Collection entries:
▼▼▼

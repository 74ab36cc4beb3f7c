// SPDX-License-Identifier: MIT OR Apache-2.0
// SPDX-FileCopyrightText: 2024 John C. Murray

//! Error types for the gateway

use thiserror::Error;

/// Result type alias for gateway operations
pub type Result<T> = anyhow::Result<T, GatewayError>;

/// Error taxonomy for the bridge. Propagation policy: `Codec` and
/// `Protocol` errors are logged and the offending frame or message is
/// dropped, the stream continues; `Network` errors terminate the affected
/// loop and trigger a reconnect; `Auth` exhaustion is sticky; `Policy`
/// silently ends the affected call.
#[derive(Debug, Error)]
pub enum GatewayError {
    /// WebSocket/UDP transport failure
    #[error("network error: {0}")]
    Network(String),

    /// Malformed JSON, bad codec header, bad frame-type marker
    #[error("protocol error: {0}")]
    Protocol(String),

    /// Opus/IMBE/AMBE encode or decode failure
    #[error("codec error: {0}")]
    Codec(String),

    /// Logon failed, JWT signing failed, PEM parse failed
    #[error("auth error: {0}")]
    Auth(String),

    /// Encrypted call rejected, alias not found, and similar policy outcomes
    #[error("policy: {0}")]
    Policy(String),

    /// Invariant violation — should not occur outside of a programming error
    #[error("internal error: {0}")]
    Internal(String),

    /// Invalid configuration
    #[error("configuration error: {0}")]
    Config(String),

    /// Operation timed out
    #[error("operation timed out")]
    Timeout,

    /// Client is not connected / not authenticated
    #[error("not connected")]
    NotConnected,

    /// Channel error (internal handoff queues)
    #[error("channel error: {0}")]
    Channel(String),

    /// WebSocket error (boxed to reduce size)
    #[error("websocket error: {0}")]
    WebSocket(#[from] Box<tokio_tungstenite::tungstenite::Error>),

    /// Network I/O error
    #[error("io error: {0}")]
    Io(#[from] std::io::Error),

    /// JSON serialization/deserialization error
    #[error("json error: {0}")]
    Json(#[from] serde_json::Error),

    /// YAML deserialization error
    #[error("yaml error: {0}")]
    Yaml(#[from] serde_yaml::Error),
}

impl From<tokio_tungstenite::tungstenite::Error> for GatewayError {
    fn from(err: tokio_tungstenite::tungstenite::Error) -> Self {
        Self::WebSocket(Box::new(err))
    }
}

/// Errors specific to JWT construction, kept distinct from [`GatewayError`]
/// so [`crate::jwt::JwtSigner`] can be unit-tested without the rest of the
/// gateway's error taxonomy in scope.
#[derive(Debug, Error)]
pub enum JwtError {
    /// Either the issuer or the PEM argument was empty
    #[error("empty input: {0}")]
    EmptyInput(&'static str),

    /// The PEM block did not decode to a usable RSA private key
    #[error("failed to parse PEM RSA private key: {0}")]
    PemParse(String),

    /// RSASSA-PKCS1-v1_5/SHA-256 signing failed
    #[error("failed to sign JWT: {0}")]
    Signing(String),
}

impl From<JwtError> for GatewayError {
    fn from(err: JwtError) -> Self {
        Self::Auth(err.to_string())
    }
}
// SPDX-License-Identifier: MIT OR Apache-2.0
// SPDX-FileCopyrightText: 2024 John C. Murray

//! WebSocket framing for the Zello control + audio protocol. `tungstenite`
//! reassembles fragmented frames into a single `Message` before handing it
//! to us, which already satisfies the accumulate-until-`EndOfMessage`
//! requirement a naive fixed-size receive buffer would miss.

use bytes::Bytes;
use futures_util::{SinkExt, StreamExt};
use tokio::net::TcpStream;
use tokio_tungstenite::{MaybeTlsStream, WebSocketStream, connect_async};
use tracing::debug;
use tungstenite::protocol::Message as WsMessage;

use crate::ZELLO_DEFAULT_URL;
use crate::error::{GatewayError, Result};
use crate::message::{IncomingMessage, Message, parse_audio_frame};

/// One decoded unit of work off the wire.
#[derive(Debug)]
pub enum WireFrame {
    /// Binary audio frame: stream id plus raw Opus payload.
    Audio { stream_id: u32, opus: Bytes },
    /// Parsed JSON control message.
    Control(IncomingMessage),
}

/// Low-level Zello WebSocket transport. Holds the socket and the outbound
/// `seq` counter; everything above the wire format lives in
/// [`crate::session::ZelloSession`].
#[derive(Debug)]
pub struct Protocol {
    ws: WebSocketStream<MaybeTlsStream<TcpStream>>,
    sequence: u32,
}

impl Protocol {
    /// Connect to the Zello WebSocket endpoint.
    ///
    /// # Errors
    ///
    /// Returns [`GatewayError::Network`] if the connection fails.
    pub async fn connect(url: Option<&str>) -> Result<Self> {
        let url = url.unwrap_or(ZELLO_DEFAULT_URL);
        let (ws, _) = connect_async(url)
            .await
            .map_err(|e| GatewayError::Network(e.to_string()))?;

        Ok(Self { ws, sequence: 1 })
    }

    /// Send a control message.
    ///
    /// # Errors
    ///
    /// Returns [`GatewayError::Network`] if sending fails.
    pub async fn send(&mut self, message: &Message) -> Result<()> {
        let json = serde_json::to_string(message)?;
        debug!(seq = message.seq(), "sending control message: {json}");
        self.ws
            .send(WsMessage::Text(json.into()))
            .await
            .map_err(|e| GatewayError::Network(e.to_string()))?;
        Ok(())
    }

    /// Send raw binary audio data (already framed with the 9-byte header).
    ///
    /// # Errors
    ///
    /// Returns [`GatewayError::Network`] if sending fails.
    pub async fn send_audio_frame(&mut self, data: Bytes) -> Result<()> {
        self.ws
            .send(WsMessage::Binary(data.to_vec().into()))
            .await
            .map_err(|e| GatewayError::Network(e.to_string()))?;
        Ok(())
    }

    /// Receive the next frame. Returns `Ok(None)` on a clean stream end.
    ///
    /// # Errors
    ///
    /// Returns [`GatewayError::Network`] on a transport error or an
    /// explicit close frame, [`GatewayError::Protocol`] if a binary frame
    /// fails to parse or a text frame isn't valid JSON.
    pub async fn receive(&mut self) -> Result<Option<WireFrame>> {
        loop {
            match self.ws.next().await {
                Some(Ok(WsMessage::Text(text))) => {
                    debug!("received control message: {text}");
                    let message = IncomingMessage::parse(&text)
                        .map_err(|e| GatewayError::Protocol(e.to_string()))?;
                    return Ok(Some(WireFrame::Control(message)));
                }
                Some(Ok(WsMessage::Binary(data))) => {
                    let data = Bytes::from(data.to_vec());
                    let (stream_id, opus) = parse_audio_frame(data)
                        .map_err(|e| GatewayError::Protocol(e.to_string()))?;
                    return Ok(Some(WireFrame::Audio { stream_id, opus }));
                }
                Some(Ok(WsMessage::Ping(_) | WsMessage::Pong(_) | WsMessage::Frame(_))) => {
                    // tungstenite answers Ping automatically; Pong/raw Frame
                    // carry no control-plane meaning for us.
                }
                Some(Ok(WsMessage::Close(_))) => return Ok(None),
                Some(Err(e)) => return Err(GatewayError::from(e)),
                None => return Ok(None),
            }
        }
    }

    /// Allocate the next outbound `seq`, strictly monotonic within a
    /// session.
    #[must_use]
    pub fn next_seq(&mut self) -> u32 {
        let seq = self.sequence;
        self.sequence = self.sequence.wrapping_add(1);
        seq
    }

    /// Close the connection with a normal-closure frame.
    ///
    /// # Errors
    ///
    /// Returns [`GatewayError::Network`] if the close handshake fails.
    pub async fn close(mut self) -> Result<()> {
        self.ws
            .close(None)
            .await
            .map_err(|e| GatewayError::Network(e.to_string()))?;
        Ok(())
    }
}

▲▲▲

- _What is expected_
Go through the records above and copy each line exactly.

- _Response to this task_
repository 74ab36cc4beb3f7c
// SPDX-License-Identifier: MIT OR Apache-2.0
// SPDX-FileCopyrightText: 2024 John C. Murray

//! Error types for the gateway

use thiserror::Error;

/// Result type alias for gateway operations
pub type Result<T> = anyhow::Result<T, GatewayError>;

/// Error taxonomy for the bridge. Propagation policy: `Codec` and
/// `Protocol` errors are logged and the offending frame or message is
/// dropped, the stream continues; `Network` errors terminate the affected
/// loop and trigger a reconnect; `Auth` exhaustion is sticky; `Policy`
/// silently ends the affected call.
#[derive(Debug, Error)]
pub enum GatewayError {
    /// WebSocket/UDP transport failure
    #[error("network error: {0}")]
    Network(String),

    /// Malformed JSON, bad codec header, bad frame-type marker
    #[error("protocol error: {0}")]
    Protocol(String),

    /// Opus/IMBE/AMBE encode or decode failure
    #[error("codec error: {0}")]
    Codec(String),

    /// Logon failed, JWT signing failed, PEM parse failed
    #[error("auth error: {0}")]
    Auth(String),

    /// Encrypted call rejected, alias not found, and similar policy outcomes
    #[error("policy: {0}")]
    Policy(String),

    /// Invariant violation — should not occur outside of a programming error
    #[error("internal error: {0}")]
    Internal(String),

    /// Invalid configuration
    #[error("configuration error: {0}")]
    Config(String),

    /// Operation timed out
    #[error("operation timed out")]
    Timeout,

    /// Client is not connected / not authenticated
    #[error("not connected")]
    NotConnected,

    /// Channel error (internal handoff queues)
    #[error("channel error: {0}")]
    Channel(String),

    /// WebSocket error (boxed to reduce size)
    #[error("websocket error: {0}")]
    WebSocket(#[from] Box<tokio_tungstenite::tungstenite::Error>),

    /// Network I/O error
    #[error("io error: {0}")]
    Io(#[from] std::io::Error),

    /// JSON serialization/deserialization error
    #[error("json error: {0}")]
    Json(#[from] serde_json::Error),

    /// YAML deserialization error
    #[error("yaml error: {0}")]
    Yaml(#[from] serde_yaml::Error),
}

impl From<tokio_tungstenite::tungstenite::Error> for GatewayError {
    fn from(err: tokio_tungstenite::tungstenite::Error) -> Self {
        Self::WebSocket(Box::new(err))
    }
}

/// Errors specific to JWT construction, kept distinct from [`GatewayError`]
/// so [`crate::jwt::JwtSigner`] can be unit-tested without the rest of the
/// gateway's error taxonomy in scope.
#[derive(Debug, Error)]
pub enum JwtError {
    /// Either the issuer or the PEM argument was empty
    #[error("empty input: {0}")]
    EmptyInput(&'static str),

    /// The PEM block did not decode to a usable RSA private key
    #[error("failed to parse PEM RSA private key: {0}")]
    PemParse(String),

    /// RSASSA-PKCS1-v1_5/SHA-256 signing failed
    #[error("failed to sign JWT: {0}")]
    Signing(String),
}

impl From<JwtError> for GatewayError {
    fn from(err: JwtError) -> Self {
        Self::Auth(err.to_string())
    }
}
// SPDX-License-Identifier: MIT OR Apache-2.0
// SPDX-FileCopyrightText: 2024 John C. Murray

//! WebSocket framing for the Zello control + audio protocol. `tungstenite`
//! reassembles fragmented frames into a single `Message` before handing it
//! to us, which already satisfies the accumulate-until-`EndOfMessage`
//! requirement a naive fixed-size receive buffer would miss.

use bytes::Bytes;
use futures_util::{SinkExt, StreamExt};
use tokio::net::TcpStream;
use tokio_tungstenite::{MaybeTlsStream, WebSocketStream, connect_async};
use tracing::debug;
use tungstenite::protocol::Message as WsMessage;

use crate::ZELLO_DEFAULT_URL;
use crate::error::{GatewayError, Result};
use crate::message::{IncomingMessage, Message, parse_audio_frame};

/// One decoded unit of work off the wire.
#[derive(Debug)]
pub enum WireFrame {
    /// Binary audio frame: stream id plus raw Opus payload.
    Audio { stream_id: u32, opus: Bytes },
    /// Parsed JSON control message.
    Control(IncomingMessage),
}

/// Low-level Zello WebSocket transport. Holds the socket and the outbound
/// `seq` counter; everything above the wire format lives in
/// [`crate::session::ZelloSession`].
#[derive(Debug)]
pub struct Protocol {
    ws: WebSocketStream<MaybeTlsStream<TcpStream>>,
    sequence: u32,
}

impl Protocol {
    /// Connect to the Zello WebSocket endpoint.
    ///
    /// # Errors
    ///
    /// Returns [`GatewayError::Network`] if the connection fails.
    pub async fn connect(url: Option<&str>) -> Result<Self> {
        let url = url.unwrap_or(ZELLO_DEFAULT_URL);
        let (ws, _) = connect_async(url)
            .await
            .map_err(|e| GatewayError::Network(e.to_string()))?;

        Ok(Self { ws, sequence: 1 })
    }

    /// Send a control message.
    ///
    /// # Errors
    ///
    /// Returns [`GatewayError::Network`] if sending fails.
    pub async fn send(&mut self, message: &Message) -> Result<()> {
        let json = serde_json::to_string(message)?;
        debug!(seq = message.seq(), "sending control message: {json}");
        self.ws
            .send(WsMessage::Text(json.into()))
            .await
            .map_err(|e| GatewayError::Network(e.to_string()))?;
        Ok(())
    }

    /// Send raw binary audio data (already framed with the 9-byte header).
    ///
    /// # Errors
    ///
    /// Returns [`GatewayError::Network`] if sending fails.
    pub async fn send_audio_frame(&mut self, data: Bytes) -> Result<()> {
        self.ws
            .send(WsMessage::Binary(data.to_vec().into()))
            .await
            .map_err(|e| GatewayError::Network(e.to_string()))?;
        Ok(())
    }

    /// Receive the next frame. Returns `Ok(None)` on a clean stream end.
    ///
    /// # Errors
    ///
    /// Returns [`GatewayError::Network`] on a transport error or an
    /// explicit close frame, [`GatewayError::Protocol`] if a binary frame
    /// fails to parse or a text frame isn't valid JSON.
    pub async fn receive(&mut self) -> Result<Option<WireFrame>> {
        loop {
            match self.ws.next().await {
                Some(Ok(WsMessage::Text(text))) => {
                    debug!("received control message: {text}");
                    let message = IncomingMessage::parse(&text)
                        .map_err(|e| GatewayError::Protocol(e.to_string()))?;
                    return Ok(Some(WireFrame::Control(message)));
                }
                Some(Ok(WsMessage::Binary(data))) => {
                    let data = Bytes::from(data.to_vec());
                    let (stream_id, opus) = parse_audio_frame(data)
                        .map_err(|e| GatewayError::Protocol(e.to_string()))?;
                    return Ok(Some(WireFrame::Audio { stream_id, opus }));
                }
                Some(Ok(WsMessage::Ping(_) | WsMessage::Pong(_) | WsMessage::Frame(_))) => {
                    // tungstenite answers Ping automatically; Pong/raw Frame
                    // carry no control-plane meaning for us.
                }
                Some(Ok(WsMessage::Close(_))) => return Ok(None),
                Some(Err(e)) => return Err(GatewayError::from(e)),
                None => return Ok(None),
            }
        }
    }

    /// Allocate the next outbound `seq`, strictly monotonic within a
    /// session.
    #[must_use]
    pub fn next_seq(&mut self) -> u32 {
        let seq = self.sequence;
        self.sequence = self.sequence.wrapping_add(1);
        seq
    }

    /// Close the connection with a normal-closure frame.
    ///
    /// # Errors
    ///
    /// Returns [`GatewayError::Network`] if the close handshake fails.
    pub async fn close(mut self) -> Result<()> {
        self.ws
            .close(None)
            .await
            .map_err(|e| GatewayError::Network(e.to_string()))?;
        Ok(())
    }
}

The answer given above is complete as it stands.